- [What the task requires] Copy out all lines in the material below that contain the string "field".

- [Data listing]
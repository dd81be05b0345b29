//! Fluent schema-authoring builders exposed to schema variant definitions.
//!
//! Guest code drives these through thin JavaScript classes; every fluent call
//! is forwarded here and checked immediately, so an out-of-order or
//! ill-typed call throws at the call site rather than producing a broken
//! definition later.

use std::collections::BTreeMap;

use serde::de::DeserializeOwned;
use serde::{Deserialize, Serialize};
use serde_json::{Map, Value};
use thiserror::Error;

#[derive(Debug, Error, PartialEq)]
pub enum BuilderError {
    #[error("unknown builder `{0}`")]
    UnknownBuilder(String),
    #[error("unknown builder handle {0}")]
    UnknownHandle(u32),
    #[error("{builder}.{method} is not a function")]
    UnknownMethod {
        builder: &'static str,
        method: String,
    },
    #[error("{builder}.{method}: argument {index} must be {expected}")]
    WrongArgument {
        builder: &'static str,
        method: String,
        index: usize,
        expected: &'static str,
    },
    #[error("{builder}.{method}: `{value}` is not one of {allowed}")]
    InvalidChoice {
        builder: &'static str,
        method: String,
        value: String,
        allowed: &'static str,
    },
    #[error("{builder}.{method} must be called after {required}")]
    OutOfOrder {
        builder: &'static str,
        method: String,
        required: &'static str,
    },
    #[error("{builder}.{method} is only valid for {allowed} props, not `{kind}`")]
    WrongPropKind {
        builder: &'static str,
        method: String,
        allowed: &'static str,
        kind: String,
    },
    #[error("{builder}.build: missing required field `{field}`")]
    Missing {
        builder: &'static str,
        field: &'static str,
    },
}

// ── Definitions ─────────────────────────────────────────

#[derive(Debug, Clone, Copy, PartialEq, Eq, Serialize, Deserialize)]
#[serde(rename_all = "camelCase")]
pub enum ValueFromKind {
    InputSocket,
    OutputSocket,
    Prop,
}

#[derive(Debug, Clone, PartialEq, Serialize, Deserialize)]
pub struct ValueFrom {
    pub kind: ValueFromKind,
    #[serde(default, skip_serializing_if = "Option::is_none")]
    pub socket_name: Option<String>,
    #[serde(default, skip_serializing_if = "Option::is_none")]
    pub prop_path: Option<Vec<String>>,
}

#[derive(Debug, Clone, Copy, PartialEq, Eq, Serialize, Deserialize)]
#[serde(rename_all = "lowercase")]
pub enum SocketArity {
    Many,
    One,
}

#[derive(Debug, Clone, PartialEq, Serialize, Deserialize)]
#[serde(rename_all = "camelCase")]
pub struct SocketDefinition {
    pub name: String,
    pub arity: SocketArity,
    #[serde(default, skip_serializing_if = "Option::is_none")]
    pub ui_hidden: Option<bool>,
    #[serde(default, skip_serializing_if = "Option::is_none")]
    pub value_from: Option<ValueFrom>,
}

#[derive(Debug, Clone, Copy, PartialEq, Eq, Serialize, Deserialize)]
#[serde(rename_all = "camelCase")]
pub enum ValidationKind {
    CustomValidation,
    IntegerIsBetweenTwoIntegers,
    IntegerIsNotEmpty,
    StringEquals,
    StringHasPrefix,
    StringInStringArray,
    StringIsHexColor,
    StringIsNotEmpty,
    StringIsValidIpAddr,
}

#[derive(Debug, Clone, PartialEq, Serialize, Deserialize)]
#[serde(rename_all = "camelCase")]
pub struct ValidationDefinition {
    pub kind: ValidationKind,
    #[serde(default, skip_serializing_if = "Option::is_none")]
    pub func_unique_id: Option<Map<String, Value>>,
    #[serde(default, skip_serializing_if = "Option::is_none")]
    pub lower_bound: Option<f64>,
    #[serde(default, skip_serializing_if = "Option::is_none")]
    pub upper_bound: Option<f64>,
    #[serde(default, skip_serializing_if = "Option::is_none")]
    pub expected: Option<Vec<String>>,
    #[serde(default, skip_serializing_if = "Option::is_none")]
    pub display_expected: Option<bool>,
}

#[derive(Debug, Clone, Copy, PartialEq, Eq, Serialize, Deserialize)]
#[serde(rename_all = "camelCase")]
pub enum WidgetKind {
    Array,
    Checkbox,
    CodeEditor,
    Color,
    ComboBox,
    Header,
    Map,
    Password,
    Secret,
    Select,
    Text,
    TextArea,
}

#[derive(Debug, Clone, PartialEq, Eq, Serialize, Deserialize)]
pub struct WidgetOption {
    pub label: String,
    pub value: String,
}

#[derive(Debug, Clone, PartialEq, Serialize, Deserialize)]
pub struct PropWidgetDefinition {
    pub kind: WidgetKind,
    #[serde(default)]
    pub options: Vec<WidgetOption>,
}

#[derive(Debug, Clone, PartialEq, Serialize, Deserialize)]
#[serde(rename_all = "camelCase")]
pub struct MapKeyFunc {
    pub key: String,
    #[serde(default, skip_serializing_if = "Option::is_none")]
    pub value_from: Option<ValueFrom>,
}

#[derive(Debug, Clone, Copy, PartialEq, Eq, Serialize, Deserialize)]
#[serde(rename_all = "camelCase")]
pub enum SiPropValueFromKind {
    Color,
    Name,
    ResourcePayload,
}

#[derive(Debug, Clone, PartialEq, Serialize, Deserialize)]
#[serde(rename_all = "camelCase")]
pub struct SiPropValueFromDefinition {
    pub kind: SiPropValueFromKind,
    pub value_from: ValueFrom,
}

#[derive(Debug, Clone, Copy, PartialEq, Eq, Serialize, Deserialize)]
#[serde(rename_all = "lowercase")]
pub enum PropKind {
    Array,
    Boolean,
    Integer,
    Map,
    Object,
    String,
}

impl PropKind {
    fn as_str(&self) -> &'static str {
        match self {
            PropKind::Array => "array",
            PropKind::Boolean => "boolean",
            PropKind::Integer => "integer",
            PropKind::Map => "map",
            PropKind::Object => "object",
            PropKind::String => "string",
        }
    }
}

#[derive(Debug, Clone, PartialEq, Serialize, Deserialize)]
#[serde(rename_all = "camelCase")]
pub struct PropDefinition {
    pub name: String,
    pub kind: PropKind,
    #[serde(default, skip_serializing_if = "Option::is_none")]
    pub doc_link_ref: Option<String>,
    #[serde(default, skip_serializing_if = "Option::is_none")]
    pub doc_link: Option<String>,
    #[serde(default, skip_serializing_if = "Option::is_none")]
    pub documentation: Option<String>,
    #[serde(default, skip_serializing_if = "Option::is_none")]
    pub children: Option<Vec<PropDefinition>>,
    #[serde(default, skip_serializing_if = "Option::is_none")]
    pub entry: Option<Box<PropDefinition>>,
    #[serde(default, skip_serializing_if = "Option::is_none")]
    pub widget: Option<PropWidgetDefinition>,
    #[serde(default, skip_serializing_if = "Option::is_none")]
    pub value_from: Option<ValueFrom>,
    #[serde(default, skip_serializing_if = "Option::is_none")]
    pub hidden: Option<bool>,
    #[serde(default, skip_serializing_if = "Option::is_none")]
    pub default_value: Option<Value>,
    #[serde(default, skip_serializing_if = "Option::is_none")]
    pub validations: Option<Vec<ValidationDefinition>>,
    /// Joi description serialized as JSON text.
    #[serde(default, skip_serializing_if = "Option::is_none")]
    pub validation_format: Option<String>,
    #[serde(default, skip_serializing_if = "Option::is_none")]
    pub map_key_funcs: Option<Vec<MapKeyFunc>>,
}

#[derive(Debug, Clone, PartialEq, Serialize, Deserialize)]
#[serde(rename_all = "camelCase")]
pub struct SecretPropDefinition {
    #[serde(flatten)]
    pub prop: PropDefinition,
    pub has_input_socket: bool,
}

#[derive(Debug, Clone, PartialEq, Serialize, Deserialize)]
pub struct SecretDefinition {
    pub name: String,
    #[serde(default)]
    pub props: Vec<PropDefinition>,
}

- [Solution]
    #[error("{builder}.build: missing required field `{field}`")]
        field: &'static str,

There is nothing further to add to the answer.